Statistical Analysis
For the RNAi screen, GraphPad Prism v8.4.3 was used to perform one-way repeated measures ANOVA followed by Dunnett’s multiple comparison test. All RNAi conditions were compared to an empty vector sample, and this comparison was repeated for each empty vector sample. RNAi conditions that were significant in comparison to each empty vector sample are highlighted, with the least significant p-value reported. All miRNAs >50RPM in all empty vector replicates were analyzed.
To determine miRNA half-lives, for each miRNA with >50 RPM at 0h in both replicates, fold change at each time point relative to 0h was calculated using spike-in-normalized reads. GraphPad Prism v8.4.3 was used to fit a one phase decay non-linear regression model with the following constraints: Y0=1, Plateau=0, K>0.
Phylogenetic analysis
MEGA-X (76) was used to build phylogenetic trees of orthologous genes (to CID-1 and PUP-2, or to GLD-2 and F31C3.2) identified in WormBase ParaSite version WBPS15 (77).
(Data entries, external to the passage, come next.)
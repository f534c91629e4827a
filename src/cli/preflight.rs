//! Pre-flight checks before network operations.
//!
//! Validates that the required API credentials are present before
//! starting operations that would otherwise fail midway.

use crate::error::{Result, SnakkError};

/// Requirements for different operations.
#[derive(Debug, Clone, Copy)]
pub enum Operation {
    /// The full scrape pipeline ends in a chat, so it needs both credentials.
    Scrape,
    /// Scraping without the chat step only talks to Apify.
    ScrapeOnly,
    /// Chatting requires Gemini credentials.
    Chat,
    /// Managing uploaded files requires Gemini credentials.
    Files,
}

/// Environment variables each operation needs, with a setup hint.
fn required_vars(operation: Operation) -> &'static [(&'static str, &'static str)] {
    match operation {
        Operation::Scrape => &[
            ("APIFY_API_TOKEN", "export APIFY_API_TOKEN='apify_api_...'"),
            ("GEMINI_API_KEY", "export GEMINI_API_KEY='...'"),
        ],
        Operation::ScrapeOnly => &[("APIFY_API_TOKEN", "export APIFY_API_TOKEN='apify_api_...'")],
        Operation::Chat | Operation::Files => &[("GEMINI_API_KEY", "export GEMINI_API_KEY='...'")],
    }
}

/// Run pre-flight checks for the given operation.
///
/// Returns Ok(()) if all checks pass, or an error describing what's missing.
pub fn check(operation: Operation) -> Result<()> {
    for (name, hint) in required_vars(operation) {
        check_env_var(name, hint)?;
    }
    Ok(())
}

/// Read the Apify API token from the environment.
pub fn apify_token() -> Result<String> {
    read_env_var("APIFY_API_TOKEN", "export APIFY_API_TOKEN='apify_api_...'")
}

/// Read the Gemini API key from the environment.
pub fn gemini_key() -> Result<String> {
    read_env_var("GEMINI_API_KEY", "export GEMINI_API_KEY='...'")
}

fn check_env_var(name: &str, hint: &str) -> Result<()> {
    read_env_var(name, hint).map(|_| ())
}

fn read_env_var(name: &str, hint: &str) -> Result<String> {
    match std::env::var(name) {
        Ok(value) if !value.trim().is_empty() => Ok(value),
        Ok(_) => Err(SnakkError::Config(format!(
            "{} is empty. Set it with: {}",
            name, hint
        ))),
        Err(_) => Err(SnakkError::Config(format!(
            "{} not set. Set it with: {}",
            name, hint
        ))),
    }
}

#[cfg(test)]
mod tests {
    use super::*;

    #[test]
    fn test_scrape_requires_both_credentials() {
        let vars: Vec<&str> = required_vars(Operation::Scrape)
            .iter()
            .map(|(name, _)| *name)
            .collect();
        assert_eq!(vars, vec!["APIFY_API_TOKEN", "GEMINI_API_KEY"]);
    }

    #[test]
    fn test_chat_requires_only_gemini() {
        let vars: Vec<&str> = required_vars(Operation::Chat)
            .iter()
            .map(|(name, _)| *name)
            .collect();
        assert_eq!(vars, vec!["GEMINI_API_KEY"]);
    }
}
Orthologs from select non-nematode species were included as shown (Figures S4 and S6). The classification of nematode species into clades was downloaded from the same WormBase Parasite version WBPS15. Additional trees containing only C. elegans genes and common model organisms are shown in Figures 2 and 3. All alignments were generated using Clustal W (Multiple Alignment Gap Opening Penalty=10, Gap Extension Penalty=0.2, Negative Matrix Off, Delay Divergent Cutoff 30%). Maximum Likelihood method was used in MEGA-X, with no test of phylogeny, JTT model of substitution, uniform rates among sites, no subsetting (“use all sites”), NNI, automatic initial tree, and no branch swap filter.
Acknowledgments
We thank the NIDDK Genomics Core and NIH High Performance Computing. Strains are regularly received from the CGC, which is funded by NIH Office of Research Infrastructure Programs (P40 OD010440). Thank you to Eleanor Maine for helpful discussions. This work was funded by the NIDDK Intramural Research Program (ZIA DK075147).